Emerging one by one into the halflight, the band set about deconstructing the standard live show and rebuilding it in their own image. The set leans heavily on their forthcoming album and as such this often feels more like a recital than a gig, the distillation of music to its purest form. It’s not always obvious who’s doing what (there’s an awful lot of hunching going on) but the collective noise that the eight members create is astonishing. The template that they work from has been much imitated but seldom bettered and the two hours essentially spent watching a bunch of people standing still in the gloom is never less than enthralling. The odd fruitless attempt to film the action on mobile phones aside, there is nothing to distract you from the sounds emanating from the stage.
Adopting a ‘show don’t tell’ approach, the visuals are for the most part abstract and only occasionally touch on the political stance that has been so central to the band’s identity. Despite this, their world view is never less than clear and they say more than most without saying anything – the new record is called NO?TITLE AS OF 13 FEBRUARY 2024 28,340 DEAD after all.

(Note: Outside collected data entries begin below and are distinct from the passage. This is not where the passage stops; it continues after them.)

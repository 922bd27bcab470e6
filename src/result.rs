//! Decode output types: the raw decoder result plus the higher-level
//! scan result a caller actually wants, with a metadata side-table for
//! the odds and ends (ECI segments, structured append, byte segments).

use std::collections::HashMap;

use crate::geometry::ResultPoint;
use crate::qr::error_correction_level::ErrorCorrectionLevel;

#[derive(Clone, Copy, Debug, PartialEq, Eq, Hash)]
pub enum ResultMetadataType {
    ByteSegments,
    ErrorCorrectionLevel,
    StructuredAppendSequence,
    StructuredAppendParity,
    Mirrored,
}

#[derive(Clone, Debug, PartialEq, Eq)]
pub enum MetadataValue {
    Text(String),
    Number(i64),
    Bool(bool),
    ByteSegments(Vec<Vec<u8>>),
}

/// Everything the bitstream parser recovers from one QR symbol's data
/// codewords, before being wrapped into the public-facing `Result`.
#[derive(Clone, Debug, Default)]
pub struct DecoderResult {
    pub raw_bytes: Vec<u8>,
    pub text: String,
    pub byte_segments: Vec<Vec<u8>>,
    pub ec_level: Option<String>,
    /// (sequence number, parity), present only for structured-append
    /// symbols.
    pub structured_append: Option<(i32, i32)>,
    pub mirrored: bool,
}

impl DecoderResult {
    pub fn with_ec_level(mut self, level: ErrorCorrectionLevel) -> DecoderResult {
        self.ec_level = Some(format!("{:?}", level));
        self
    }
}

/// Public scan result: decoded text, the symbol's finder-pattern/corner
/// locations, and a metadata side-table.
#[derive(Clone, Debug)]
pub struct ScanResult {
    pub text: String,
    pub raw_bytes: Vec<u8>,
    pub result_points: Vec<ResultPoint>,
    pub metadata: HashMap<ResultMetadataType, MetadataValue>,
}

impl ScanResult {
    pub fn from_decoder_result(decoder_result: DecoderResult, mut points: Vec<ResultPoint>) -> ScanResult {
        if decoder_result.mirrored && points.len() >= 3 {
            points.swap(0, 2);
        }
        let mut metadata = HashMap::new();
        if !decoder_result.byte_segments.is_empty() {
            metadata.insert(
                ResultMetadataType::ByteSegments,
                MetadataValue::ByteSegments(decoder_result.byte_segments.clone()),
            );
        }
        if let Some(level) = &decoder_result.ec_level {
            metadata.insert(
                ResultMetadataType::ErrorCorrectionLevel,
                MetadataValue::Text(level.clone()),
            );
        }
        if let Some((sequence, parity)) = decoder_result.structured_append {
            metadata.insert(
                ResultMetadataType::StructuredAppendSequence,
                MetadataValue::Number(sequence as i64),
            );
            metadata.insert(
                ResultMetadataType::StructuredAppendParity,
                MetadataValue::Number(parity as i64),
            );
        }
        if decoder_result.mirrored {
            metadata.insert(ResultMetadataType::Mirrored, MetadataValue::Bool(true));
        }
        ScanResult {
            text: decoder_result.text,
            raw_bytes: decoder_result.raw_bytes,
            result_points: points,
            metadata,
        }
    }
}

#[cfg(test)]
mod tests {
    use super::*;

    #[test]
    fn metadata_carries_ec_level_and_mirrored() {
        let decoder_result = DecoderResult {
            text: "HI".into(),
            mirrored: true,
            ..Default::default()
        }
        .with_ec_level(ErrorCorrectionLevel::H);
        let result = ScanResult::from_decoder_result(decoder_result, vec![]);
        assert_eq!(
            result.metadata.get(&ResultMetadataType::ErrorCorrectionLevel),
            Some(&MetadataValue::Text("H".to_string()))
        );
        assert_eq!(
            result.metadata.get(&ResultMetadataType::Mirrored),
            Some(&MetadataValue::Bool(true))
        );
    }

    #[test]
    fn mirrored_result_swaps_bottom_left_and_top_right() {
        let bl = ResultPoint::new(0.0, 10.0);
        let tl = ResultPoint::new(0.0, 0.0);
        let tr = ResultPoint::new(10.0, 0.0);
        let decoder_result = DecoderResult {
            mirrored: true,
            ..Default::default()
        };
        let result = ScanResult::from_decoder_result(decoder_result, vec![bl, tl, tr]);
        assert_eq!(result.result_points, vec![tr, tl, bl]);
    }
}
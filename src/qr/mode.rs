//! Mode indicator values and per-version character-count bit widths.

use crate::error::{Error, Result};
use crate::qr::version::Version;

#[derive(Clone, Copy, Debug, PartialEq, Eq, Hash)]
pub enum Mode {
    Terminator,
    Numeric,
    Alphanumeric,
    StructuredAppend,
    Byte,
    Fnc1First,
    Eci,
    Kanji,
    Fnc1Second,
    Hanzi,
}

impl Mode {
    /// The 4-bit mode indicator, as laid out in the symbol's bitstream.
    pub fn bits(self) -> u32 {
        match self {
            Mode::Terminator => 0x0,
            Mode::Numeric => 0x1,
            Mode::Alphanumeric => 0x2,
            Mode::StructuredAppend => 0x3,
            Mode::Byte => 0x4,
            Mode::Fnc1First => 0x5,
            Mode::Eci => 0x7,
            Mode::Kanji => 0x8,
            Mode::Fnc1Second => 0x9,
            Mode::Hanzi => 0xD,
        }
    }

    pub fn from_bits(bits: u32) -> Result<Mode> {
        match bits {
            0x0 => Ok(Mode::Terminator),
            0x1 => Ok(Mode::Numeric),
            0x2 => Ok(Mode::Alphanumeric),
            0x3 => Ok(Mode::StructuredAppend),
            0x4 => Ok(Mode::Byte),
            0x5 => Ok(Mode::Fnc1First),
            0x7 => Ok(Mode::Eci),
            0x8 => Ok(Mode::Kanji),
            0x9 => Ok(Mode::Fnc1Second),
            0xD => Ok(Mode::Hanzi),
            _ => Err(Error::format(format!("unsupported mode indicator {:#x}", bits))),
        }
    }

    /// Width in bits of the character-count indicator that follows this
    /// mode's indicator, which depends on which of the three version bands
    /// (1-9, 10-26, 27-40) the symbol falls in.
    pub fn character_count_bits(self, version: Version) -> u32 {
        let band = match version.number() {
            1..=9 => 0,
            10..=26 => 1,
            _ => 2,
        };
        match self {
            Mode::Numeric => [10, 12, 14][band],
            Mode::Alphanumeric => [9, 11, 13][band],
            Mode::Byte => [8, 16, 16][band],
            Mode::Kanji | Mode::Hanzi => [8, 10, 12][band],
            _ => 0,
        }
    }
}

#[cfg(test)]
mod tests {
    use super::*;

    #[test]
    fn bits_round_trip() {
        for &m in &[
            Mode::Terminator,
            Mode::Numeric,
            Mode::Alphanumeric,
            Mode::StructuredAppend,
            Mode::Byte,
            Mode::Fnc1First,
            Mode::Eci,
            Mode::Kanji,
            Mode::Fnc1Second,
            Mode::Hanzi,
        ] {
            assert_eq!(Mode::from_bits(m.bits()).unwrap(), m);
        }
    }

    #[test]
    fn character_count_bits_by_band() {
        let v1 = Version::new(1).unwrap();
        let v10 = Version::new(10).unwrap();
        let v27 = Version::new(27).unwrap();
        assert_eq!(Mode::Numeric.character_count_bits(v1), 10);
        assert_eq!(Mode::Numeric.character_count_bits(v10), 12);
        assert_eq!(Mode::Numeric.character_count_bits(v27), 14);
        assert_eq!(Mode::Byte.character_count_bits(v1), 8);
        assert_eq!(Mode::Byte.character_count_bits(v10), 16);
    }
}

From the excerpts we hear tonight it promises to be the perfect combination of rage and beauty. Fittingly given the history of the building, you often feel as if you’re being pummeled from all sides.
Finally the spell is broken as the guitar intro to ‘The Sad Mafioso’ (aka ‘East Hastings’) from their debut F? A? ? offers the closest we get to a greatest hit. Hands are lifted aloft, people start to shuffle and the fourth wall is broken. For ten minutes it’s a meeting of musicians and audience, made all the more impactful by what has gone before. They leave as they arrived, one by one, this time some giving a brief wave. Mauro Pezzente ups the ante with a double thumbs up, greeted with a reaction relatively akin to Chappell Roan walking onstage. There’s no encore of course, just an extended outro that keeps us in limbo until two return to gradually silence the various pedals and amps. The world is a dark place right now but, ironically, Godspeed You! Black Emperor have just let a little light in.